Two Israeli military members on leave were critically wounded in the New Year’s Day truck attack on New Orleans’ famed Bourbon Street and remain hospitalized, according to a diplomatic official from Israel.

Adi Levin and a fellow reservist in the Israel Defense Forces came to New Orleans as part of a six-week trip to the US meant to finish in Florida, said Elad Shoshan, the Israeli consul in Houston.

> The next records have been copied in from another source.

//! # widget-style
//!
//! A declarative widget settings engine: widgets declare typed control
//! schemas, instances store settings trees shaped like those schemas, and the
//! engine compiles a tree into instance-scoped CSS and inline attributes.
//!
//! Compilation is pure and synchronous. Schemas are built once per widget
//! type and shared read-only; every compile call is independent and returns
//! byte-identical output for identical input.
//!
//! ## Core Systems
//!
//! - **[`field`]**: Field types, validated field definitions, selector rules
//! - **[`schema`]**: Typestate builder for Tab → Group → Field schemas
//! - **[`settings`]**: Settings trees, key paths, responsive values
//! - **[`template`]**: `{{PLACEHOLDER}}` templates, lexed with logos
//! - **[`condition`]**: Visibility conditions over sibling or absolute fields
//! - **[`resolve`]**: Per-type value resolvers producing tokens and declarations
//! - **[`compiler`]**: Schema + settings → scoped stylesheet with media queries
//! - **[`attributes`]**: Inline `class` and `style` attribute builders
//! - **[`css`]**: Output model (rules, media blocks, comments)
//! - **[`widget`]**: Widget trait, render context, template renderers, registry
//! - **[`widgets`]**: Built-in widgets: Heading, Button, Spacer
//! - **[`editor`]**: Reading schema manifests into editor panels
//! - **[`config`]**: Compiler configuration
//! - **[`testing`]**: Snapshot helpers

// Lets `selectors!` expansions name this crate from inside it.
extern crate self as widget_style;

// Foundation
pub mod settings;
pub mod template;

// Declarations
pub mod condition;
pub mod field;
pub mod schema;

// Compilation
pub mod attributes;
pub mod compiler;
pub mod config;
pub mod css;
pub mod resolve;

// Widget system
pub mod widget;
pub mod widgets;

// Editor integration
pub mod editor;

// Testing
pub mod testing;

pub use compiler::{generate_css, CssCompiler};
pub use config::CompilerConfig;

// Proc macros (feature-gated)
#[cfg(feature = "macros")]
pub use widget_style_macros::selectors;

Levin suffered severe head trauma and both legs were shattered after a US army veteran drove a pickup truck displaying the Islamic State (IS) terror group’s flag into revelers along the first three blocks of Bourbon Street. Levin’s colleague – who asked to not be publicly identified – suffered limb injuries. Both underwent “life-saving procedures” at a local hospital, where they remained Friday, Shoshan said.

At one point, it was unclear whether Levin would survive the attack that killed 14 others and injured more than 30, Shoshan said.

By Friday, Levin was considered stable and no longer in “a life-threatening situation”, Shoshan said. The 23-year-old, who was more seriously wounded than his colleague, “is facing a very long process of recovery”, according to Shoshan.

Shoshan said Levin and his colleague had served in Israel’s military campaigns in Gaza and Lebanon that have killed more than 45,000 Palestinians since Hamas attacked Israel on 7 October 2023, killing more than 1,100 people.

Levin’s father, Hagai Levin, told ynetnews.com that months of surgeries and rehabilitation lay ahead, although the New Orleans hospital treating his son “operates at an incredible standard”.

Also on Friday, New Orleans police identified the officers who shot at the Bourbon Street attacker – 42-year-old Shamsud-Din Jabbar – as Nigel Daggs, Christian Beyer and Jacobie Jordan.

Jordan and another officer, Joseph Rodrigue, who did not fire, each were wounded in their thighs before Jabbar was shot dead. Rodrigue also fractured his shoulder.

Video from officers’ body cameras show how Jabbar fired at police from inside his truck after crashing it and before he was fatally shot.

Anne Kirkpatrick, the New Orleans police superintendent, called the officers who confronted Jabbar “national heroes”.

“They killed the terrorist,” Kirkpatrick said.

Kirkpatrick declined to address questions about whether friendly fire had hit any officers or bystanders. Citing various pending investigations, she also said she would not comment on different types of barriers that are designed to prevent intentional ramming attacks like the one carried out by Jabbar – but that officials either had removed or failed to deploy.

At least six victims who were injured and the father of a man who was killed in the attack sued New Orleans’ city government Thursday, alleging that it had failed to protect New Year’s Day revelers.